Bagarani M, Albertini V, Anzà M, Barlattani A, Bracci F, Cucchiara G, Gizzonio D, Grassini G, Mari T, Procacciante F
Ital J Surg Sci. 1987;17(1):21-6.
A multicenter double-blind clinical trial was undertaken to evaluate the efficacy of a short-term somatostatin treatment versus a short-term vasopressin treatment on acute hemorrhage from esophageal varices in patients with liver cirrhosis and portal hypertension. Forty-nine patients with massive hemorrhage and endoscopic diagnosis of bleeding esophageal varices completed the study. Patients were randomly assigned to somatostatin treatment (24 patients: 250 micrograms/hr i.v. for 48 hrs) or vasopressin treatment (25 patients: 0.1 U/min i.v. for 48 hrs). The Sengstaken-Blakemore tube was utilized, when needed, for a six hour period. In case of failure the patients were crossed-over to the other treatment. Patients in whom the bleeding stopped at 48 hrs, were randomly assigned to somatostatin (250 micrograms/hr i.v.) or placebo for seven days. Bleeding stopped in 68% of patients treated with somatostatin and in 28% of patients treated with vasopressin (p less than 0.0013). Mortality rate was lower, but not significantly so, in the somatostatin group compared to the vasopressin group. No differences were noted between somatostatin and placebo in preventing bleeding recurrences. These data suggest that somatostatin, when combined if necessary with a 6 hour period of balloon tamponade, is more effective than vasopressin at low doses in controlling severe hemorrhage from esophageal varices in patients with liver cirrhosis and portal hypertension. A clinical use of somatostatin seems to be indicated in these patients.
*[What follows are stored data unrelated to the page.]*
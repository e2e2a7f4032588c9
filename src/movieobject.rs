//! `MovieObject.bdmv` parser (§4.2), built on the shared §4.2.4 nav command decode.

use crate::error::{tag4, Error, Result};
use crate::logging::Logger;
use crate::model::{MovieObject, MovieObjectBdmv};
use crate::nav::NavCommand;
use crate::reader::Reader;

/// Parse one `MovieObject.bdmv` file's bytes.
pub fn parse_movieobject_bdmv(data: &[u8], logger: &dyn Logger) -> Result<MovieObjectBdmv> {
    let mut r = Reader::new(data);

    let magic = r.read_bytes(4)?;
    if magic != b"MOBJ" {
        return Err(Error::FormatMagic {
            expected: "MOBJ",
            found: tag4(magic),
        });
    }
    let _version = r.read_bytes(4)?;

    r.seek(40)?;

    let _section_length = r.u32()?;
    r.skip(4)?; // reserved
    let num_objects = r.u16()?;

    let mut objects = Vec::with_capacity(num_objects as usize);
    for object_id in 0..num_objects {
        let flags = r.u8()?;
        let resume_intention = (flags >> 7) & 1 == 1;
        let menu_call_mask = (flags >> 6) & 1 == 1;
        let title_search_mask = (flags >> 5) & 1 == 1;
        r.skip(1)?; // reserved
        let num_commands = r.u16()?;

        let mut commands = Vec::with_capacity(num_commands as usize);
        for i in 0..num_commands {
            let raw = r.read_bytes(12)?;
            match NavCommand::decode(raw, i as usize * 12) {
                Ok(cmd) => commands.push(cmd),
                Err(_) => logger.debug(
                    "NavCommandDecode",
                    &format!("object {object_id}: command {i} malformed"),
                ),
            }
        }

        objects.push(MovieObject {
            object_id,
            resume_intention,
            menu_call_mask,
            title_search_mask,
            commands,
        });
    }

    Ok(MovieObjectBdmv { objects })
}

#[cfg(test)]
mod tests {
    use super::*;
    use crate::logging::NullLogger;

    fn play_pl_command(playlist: u32) -> [u8; 12] {
        let mut out = [0u8; 12];
        out[0] = (0 << 3) | 2; // group=0, sub_group=2
        out[1] = 0; // op_code=0 (PlayPL)
        out[4..8].copy_from_slice(&playlist.to_be_bytes());
        out
    }

    fn build_movieobject() -> Vec<u8> {
        let mut buf = Vec::new();
        buf.extend_from_slice(b"MOBJ");
        buf.extend_from_slice(b"0200");
        buf.resize(40, 0);
        buf.extend_from_slice(&0u32.to_be_bytes()); // section length
        buf.extend_from_slice(&[0u8; 4]); // reserved
        buf.extend_from_slice(&1u16.to_be_bytes()); // num objects

        buf.push(0b1000_0000); // resume_intention=1
        buf.push(0); // reserved
        buf.extend_from_slice(&1u16.to_be_bytes()); // num commands
        buf.extend_from_slice(&play_pl_command(7));

        buf
    }

    #[test]
    fn parses_single_object_with_play_command() {
        let data = build_movieobject();
        let logger = NullLogger;
        let mo = parse_movieobject_bdmv(&data, &logger).unwrap();
        assert_eq!(mo.objects.len(), 1);
        let obj = &mo.objects[0];
        assert!(obj.resume_intention);
        assert_eq!(obj.referenced_playlists(), vec![7]);
    }
}
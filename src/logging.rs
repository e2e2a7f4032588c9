//! Injected logging seam (no global mutable log state, see design notes).
//!
//! Parsers and the analysis pipeline take `&dyn Logger` rather than calling a
//! process-wide logging macro directly, so a host can route diagnostics anywhere,
//! or nowhere, without the core initializing anything on its own.

use std::cell::RefCell;

/// A single-method logging interface. `code` is a stable machine code (an
/// [`crate::error::ErrorCode`] as a string, or a caller-defined tag); `detail` is a
/// free-form human message.
pub trait Logger {
    fn debug(&self, code: &str, detail: &str);
}

/// Discards everything. The default choice for call sites that don't care.
#[derive(Debug, Default, Clone, Copy)]
pub struct NullLogger;

impl Logger for NullLogger {
    fn debug(&self, _code: &str, _detail: &str) {}
}

/// Forwards to the `log` facade under a fixed target, for hosts that already
/// initialize `log` (e.g. via `env_logger`).
#[derive(Debug, Default, Clone, Copy)]
pub struct FacadeLogger;

impl Logger for FacadeLogger {
    fn debug(&self, code: &str, detail: &str) {
        log::debug!(target: "bdpl", "{code}: {detail}");
    }
}

/// Collects `(code, detail)` pairs for test assertions. Interior-mutable so it can
/// be shared by shared reference across a parse or pipeline run.
#[derive(Debug, Default)]
pub struct RecordingLogger {
    records: RefCell<Vec<(String, String)>>,
}

impl RecordingLogger {
    pub fn new() -> Self {
        Self::default()
    }

    pub fn records(&self) -> Vec<(String, String)> {
        self.records.borrow().clone()
    }
}

impl Logger for RecordingLogger {
    fn debug(&self, code: &str, detail: &str) {
        self.records
            .borrow_mut()
            .push((code.to_string(), detail.to_string()));
    }
}
//! Segment frequency map (§4.3.2).

use std::collections::HashMap;

use crate::model::{Playlist, SegmentKey};

/// Minimum duration (seconds) for a playlist to count towards the positional
/// (first/last/second-to-last item) frequency maps, which feed OP/ED labeling.
pub const EPISODE_LENGTH_MIN_S: f64 = 600.0;

/// How often each segment key occurs across the working playlist set, plus
/// how often it occurs as a playlist's first, last, or second-to-last play
/// item among playlists at least [`EPISODE_LENGTH_MIN_S`] long.
#[derive(Debug, Clone, Default)]
pub struct SegmentFrequency {
    pub freq: HashMap<SegmentKey, usize>,
    pub first_item: HashMap<SegmentKey, usize>,
    pub last_item: HashMap<SegmentKey, usize>,
    pub second_last_item: HashMap<SegmentKey, usize>,
}

pub fn build_segment_frequency(playlists: &[Playlist], quant_ms: f64) -> SegmentFrequency {
    let mut sf = SegmentFrequency::default();

    for pl in playlists {
        for pi in &pl.play_items {
            *sf.freq.entry(pi.segment_key(quant_ms)).or_insert(0) += 1;
        }
    }

    for pl in playlists {
        if pl.duration_s() < EPISODE_LENGTH_MIN_S {
            continue;
        }
        if let Some(first) = pl.play_items.first() {
            *sf.first_item.entry(first.segment_key(quant_ms)).or_insert(0) += 1;
        }
        if let Some(last) = pl.play_items.last() {
            *sf.last_item.entry(last.segment_key(quant_ms)).or_insert(0) += 1;
        }
        if pl.play_items.len() >= 2 {
            let second_last = &pl.play_items[pl.play_items.len() - 2];
            *sf.second_last_item.entry(second_last.segment_key(quant_ms)).or_insert(0) += 1;
        }
    }

    sf
}
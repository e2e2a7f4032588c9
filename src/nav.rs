//! §4.2.4: HDMV navigation command decoding, shared by the `MovieObject.bdmv`
//! parser and the IG button-command parser.

use crate::error::{Error, Result};

/// One decoded 12-byte HDMV navigation command.
#[derive(Debug, Clone, Copy, PartialEq, Eq)]
pub struct NavCommand {
    pub group: u8,
    pub sub_group: u8,
    pub op_code: u8,
    pub imm_op1: bool,
    pub imm_op2: bool,
    pub operand1: u32,
    pub operand2: u32,
}

impl NavCommand {
    /// Decode a single 12-byte record at `offset` (used only to build a
    /// [`Error::NavCommandDecode`] if the window is short).
    pub fn decode(bytes: &[u8], offset: usize) -> Result<NavCommand> {
        if bytes.len() < 12 {
            return Err(Error::NavCommandDecode { offset });
        }
        let byte0 = bytes[0];
        let byte1 = bytes[1];
        let group = (byte0 >> 3) & 0b11;
        let sub_group = byte0 & 0b111;
        let imm_op1 = (byte1 >> 7) & 1 == 1;
        let imm_op2 = (byte1 >> 6) & 1 == 1;
        let op_code = byte1 & 0xF;
        let operand1 = u32::from_be_bytes([bytes[4], bytes[5], bytes[6], bytes[7]]);
        let operand2 = u32::from_be_bytes([bytes[8], bytes[9], bytes[10], bytes[11]]);
        Ok(NavCommand {
            group,
            sub_group,
            op_code,
            imm_op1,
            imm_op2,
            operand1,
            operand2,
        })
    }

    /// `PlayPL` / `PlayPL_PI` / `PlayPL_PM`: `group=0, sub_group=2, op_code in {0,1,2}`.
    /// `operand1` is the playlist number; `operand2` is the play-item or play-mark
    /// index where applicable.
    pub fn is_play_playlist(&self) -> bool {
        self.group == 0 && self.sub_group == 2 && matches!(self.op_code, 0 | 1 | 2)
    }

    pub fn playlist_number(&self) -> Option<u32> {
        self.is_play_playlist().then_some(self.operand1)
    }

    /// `JumpTitle`: `group=0, sub_group=1, op_code=1`. `operand1` is a 1-based
    /// title number.
    pub fn is_jump_title(&self) -> bool {
        self.group == 0 && self.sub_group == 1 && self.op_code == 1
    }

    pub fn jump_title_number(&self) -> Option<u32> {
        self.is_jump_title().then_some(self.operand1)
    }

    /// `SetRegister` with an immediate value: `group=2, sub_group=0, imm_op2=1,
    /// operand1 < 0x1000`. `operand1` is the register index; `operand2` the value.
    pub fn is_set_register(&self) -> bool {
        self.group == 2 && self.sub_group == 0 && self.imm_op2 && self.operand1 < 0x1000
    }

    pub fn set_register(&self) -> Option<(u32, u32)> {
        self.is_set_register().then_some((self.operand1, self.operand2))
    }
}

/// Decode a flat buffer of back-to-back 12-byte commands, skipping (and logging)
/// any command whose window is malformed rather than failing the whole parse
/// (§7: `NavCommandDecode` recovers locally).
pub fn decode_commands(bytes: &[u8], logger: &dyn crate::logging::Logger) -> Vec<NavCommand> {
    let mut commands = Vec::with_capacity(bytes.len() / 12);
    for (i, chunk) in bytes.chunks(12).enumerate() {
        if chunk.len() < 12 {
            logger.debug("NavCommandDecode", &format!("short trailing command at index {i}"));
            continue;
        }
        match NavCommand::decode(chunk, i * 12) {
            Ok(cmd) => commands.push(cmd),
            Err(_) => logger.debug("NavCommandDecode", &format!("malformed command at index {i}")),
        }
    }
    commands
}
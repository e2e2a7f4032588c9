//! The dynamic-shape "disc hints" bag (§9 design note): navigation evidence
//! gathered from `index.bdmv`, `MovieObject.bdmv`, and the IG menu stream,
//! consumed by the confidence-refinement and special-feature enrichment
//! passes. Every field is optional; a pass degrades to its fallback behavior
//! when the evidence it needs is absent.

use std::collections::BTreeMap;

use crate::ig::InteractiveComposition;
use crate::model::{IgButtonHint, IndexBdmv, MovieObjectBdmv};

/// A light summary of the parsed IG menu, kept alongside the raw button hints
/// so enrichment passes don't need to re-walk page/BOG/button structure.
#[derive(Debug, Clone, Default, PartialEq)]
pub struct IgSummary {
    pub page_count: usize,
    pub button_count: usize,
    /// Distinct register-2 values written across all buttons, sorted ascending.
    /// Register 2 conventionally carries a chapter index on these discs.
    pub register2_writes: Vec<u32>,
}

/// The open hint bag described in the design notes.
#[derive(Debug, Clone, Default, PartialEq)]
pub struct DiscHints {
    pub index: Option<IndexBdmv>,
    pub movie_objects: Option<MovieObjectBdmv>,
    /// `title_num -> playlist numbers reachable from that title`, resolved by
    /// following `title -> movie_object -> PlayPL operand1`.
    pub title_playlists: BTreeMap<u16, Vec<u32>>,
    pub ig_menu: Option<IgSummary>,
    pub ig_hints_raw: Vec<IgButtonHint>,
}

impl DiscHints {
    /// Build the hint bag from whichever of `index.bdmv` / `MovieObject.bdmv` /
    /// the IG menu were successfully parsed. Any of the three may be `None`.
    pub fn build(
        index: Option<IndexBdmv>,
        movie_objects: Option<MovieObjectBdmv>,
        ig: Option<InteractiveComposition>,
    ) -> DiscHints {
        let mut title_playlists = BTreeMap::new();
        if let (Some(idx), Some(mo)) = (&index, &movie_objects) {
            // `playlist_to_objects` is keyed by object id despite its name:
            // object_id -> playlists that object's PlayPL* commands reach.
            let obj_playlists = mo.playlist_to_objects();
            for title in &idx.titles {
                if let Some(playlists) = obj_playlists.get(&title.movie_object_id) {
                    title_playlists.insert(title.title_num, playlists.clone());
                }
            }
        }

        let ig_hints_raw = ig
            .as_ref()
            .map(crate::ig::extract_menu_hints)
            .unwrap_or_default();

        let ig_menu = ig.as_ref().map(|ics| {
            let mut reg2: Vec<u32> = ig_hints_raw
                .iter()
                .filter_map(|h| h.register(2))
                .collect();
            reg2.sort_unstable();
            reg2.dedup();
            IgSummary {
                page_count: ics.pages.len(),
                button_count: ics.pages.iter().map(|p| p.buttons.len()).sum(),
                register2_writes: reg2,
            }
        });

        DiscHints {
            index,
            movie_objects,
            title_playlists,
            ig_menu,
            ig_hints_raw,
        }
    }

    /// All playlist numbers named anywhere in the title-to-playlist map.
    pub fn hinted_playlist_numbers(&self) -> std::collections::BTreeSet<u32> {
        self.title_playlists.values().flatten().copied().collect()
    }
}
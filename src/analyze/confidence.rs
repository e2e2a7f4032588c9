//! Confidence refinement (§4.3.8): nudges episode confidence upward when
//! independent navigation evidence (index-title hints, IG chapter marks)
//! corroborates the ordering strategy's output.

use crate::hints::DiscHints;
use crate::model::{playlist_number_from_name, Episode, Playlist};

const HINT_BOOST: f64 = 0.1;
const IG_ALIGNMENT_BOOST: f64 = 0.1;
const CHAPTER_ALIGNMENT_TOLERANCE_MS: f64 = 500.0;

pub fn refine_confidence(episodes: &mut [Episode], playlists: &[Playlist], hints: &DiscHints) {
    if episodes.is_empty() {
        return;
    }

    let hinted = hints.hinted_playlist_numbers();
    for ep in episodes.iter_mut() {
        if let Some(num) = playlist_number_from_name(&ep.playlist) {
            if hinted.contains(&num) {
                ep.confidence = (ep.confidence + HINT_BOOST).min(1.0);
            }
        }
    }

    let Some(ig) = &hints.ig_menu else { return };
    if ig.register2_writes.len() < 2 {
        return;
    }

    let n = episodes.len();
    let mut leading: Vec<u32> = ig.register2_writes.clone();
    leading.sort_unstable();
    leading.truncate(n);

    let mut matched_indices = Vec::with_capacity(n);
    for ep in episodes.iter() {
        let Some(pl) = playlists.iter().find(|p| p.mpls == ep.playlist) else { return };
        let Some(start_ms) = ep.segments.first().map(|s| s.in_ms) else { return };
        match pl
            .marks
            .iter()
            .position(|m| (m.timestamp_ms() - start_ms).abs() <= CHAPTER_ALIGNMENT_TOLERANCE_MS)
        {
            Some(idx) => matched_indices.push(idx as u32),
            None => return,
        }
    }

    if matched_indices == leading {
        for ep in episodes.iter_mut() {
            ep.confidence = (ep.confidence + IG_ALIGNMENT_BOOST).min(1.0);
        }
    }
}
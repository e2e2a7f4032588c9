//! Playlist classification (§4.3.5).

use std::collections::{BTreeMap, HashSet};

use crate::model::{Category, Label, Playlist};

const BUMPER_MAX_S: f64 = 10.0;
const OP_ED_MIN_S: f64 = 60.0;
const OP_ED_MAX_S: f64 = 135.0;
const CREDITLESS_OP_MAX_S: f64 = 90.0;
const EXTRA_MAX_S: f64 = 180.0;
const EPISODE_MIN_S: f64 = 600.0;

const DIGITAL_ARCHIVE_MIN_ITEMS: usize = 20;
const DIGITAL_ARCHIVE_MAX_TOTAL_S: f64 = 300.0;
const DIGITAL_ARCHIVE_MAX_AVG_ITEM_S: f64 = 0.5;
const DIGITAL_ARCHIVE_MIN_UNIQUE_RATIO: f64 = 0.8;

/// A playlist made of many very short, mostly-unique clips: a disc's digital
/// still-image gallery rendered as an MPLS slideshow rather than a video.
pub fn is_digital_archive_playlist(pl: &Playlist) -> bool {
    let n = pl.play_items.len();
    if n < DIGITAL_ARCHIVE_MIN_ITEMS {
        return false;
    }
    let total_s = pl.duration_s();
    if total_s > DIGITAL_ARCHIVE_MAX_TOTAL_S {
        return false;
    }
    let avg_item_s = total_s / n as f64;
    if avg_item_s > DIGITAL_ARCHIVE_MAX_AVG_ITEM_S {
        return false;
    }
    let unique: HashSet<&str> = pl.play_items.iter().map(|pi| pi.clip_id.as_str()).collect();
    (unique.len() as f64 / n as f64) >= DIGITAL_ARCHIVE_MIN_UNIQUE_RATIO
}

pub fn classify_playlists(playlists: &[Playlist], play_all: &[String]) -> BTreeMap<String, Category> {
    let play_all_set: HashSet<&str> = play_all.iter().map(String::as_str).collect();
    let mut result = BTreeMap::new();

    for pl in playlists {
        let dur_s = pl.duration_s();

        let category = if play_all_set.contains(pl.mpls.as_str()) {
            Category::PlayAll
        } else if is_digital_archive_playlist(pl) {
            Category::DigitalArchive
        } else if dur_s < BUMPER_MAX_S {
            Category::Bumper
        } else if pl.play_items.len() == 1 && (OP_ED_MIN_S..=OP_ED_MAX_S).contains(&dur_s) {
            if dur_s < CREDITLESS_OP_MAX_S {
                Category::CreditlessOp
            } else {
                Category::CreditlessEd
            }
        } else if dur_s < EXTRA_MAX_S {
            Category::Extra
        } else if dur_s >= EPISODE_MIN_S {
            let has_body = pl.play_items.iter().any(|pi| pi.label == Label::Body);
            if has_body {
                Category::Episode
            } else {
                Category::Extra
            }
        } else {
            Category::Extra
        };

        result.insert(pl.mpls.clone(), category);
    }

    result
}

#[cfg(test)]
mod tests {
    use super::*;
    use crate::model::PlayItem;

    fn item(clip_id: &str, in_time: u32, out_time: u32, label: Label) -> PlayItem {
        PlayItem {
            clip_id: clip_id.to_string(),
            in_time,
            out_time,
            connection_condition: 1,
            streams: Vec::new(),
            label,
        }
    }

    fn playlist(mpls: &str, items: Vec<PlayItem>) -> Playlist {
        Playlist {
            mpls: mpls.to_string(),
            play_items: items,
            marks: Vec::new(),
            multi_angle: false,
        }
    }

    #[test]
    fn classifies_episode_with_body_segment() {
        let pls = vec![playlist(
            "1.mpls",
            vec![item("a", 0, 45_000 * 1300, Label::Body)],
        )];
        let cats = classify_playlists(&pls, &[]);
        assert_eq!(cats["1.mpls"], Category::Episode);
    }

    #[test]
    fn long_playlist_without_body_is_extra() {
        let pls = vec![playlist(
            "1.mpls",
            vec![item("a", 0, 45_000 * 1300, Label::Unknown)],
        )];
        let cats = classify_playlists(&pls, &[]);
        assert_eq!(cats["1.mpls"], Category::Extra);
    }

    #[test]
    fn play_all_overrides_everything_else() {
        let pls = vec![playlist(
            "1.mpls",
            vec![item("a", 0, 45_000 * 1300, Label::Body)],
        )];
        let cats = classify_playlists(&pls, &["1.mpls".to_string()]);
        assert_eq!(cats["1.mpls"], Category::PlayAll);
    }

    #[test]
    fn detects_digital_archive_slideshow() {
        let items: Vec<PlayItem> = (0..30)
            .map(|i| item(&format!("clip{i}"), 0, 45_000 / 10, Label::Unknown))
            .collect();
        let pl = playlist("1.mpls", items);
        assert!(is_digital_archive_playlist(&pl));
    }

    #[test]
    fn classifies_single_short_item_as_bumper() {
        let pls = vec![playlist("1.mpls", vec![item("a", 0, 45_000 * 5, Label::Unknown)])];
        let cats = classify_playlists(&pls, &[]);
        assert_eq!(cats["1.mpls"], Category::Bumper);
    }
}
一项多中心双盲临床试验旨在评估短期生长抑素治疗与短期血管加压素治疗对肝硬化和门静脉高压患者食管静脉曲张急性出血的疗效。49例大量出血且经内镜诊断为食管静脉曲张出血的患者完成了该研究。患者被随机分配至生长抑素治疗组(24例患者:以250微克/小时静脉输注,持续48小时)或血管加压素治疗组(25例患者:以0.1单位/分钟静脉输注,持续48小时)。必要时使用Sengstaken-Blakemore管,持续6小时。若治疗失败,患者交叉至另一种治疗。出血在48小时停止的患者被随机分配至生长抑素组(以250微克/小时静脉输注)或安慰剂组,持续7天。生长抑素治疗组68%的患者出血停止,血管加压素治疗组为28%(p<0.0013)。与血管加压素组相比,生长抑素组的死亡率较低,但无显著差异。生长抑素与安慰剂在预防出血复发方面无差异。这些数据表明,生长抑素在必要时联合6小时气囊压迫,在控制肝硬化和门静脉高压患者食管静脉曲张严重出血方面比低剂量血管加压素更有效。这些患者似乎有必要临床应用生长抑素。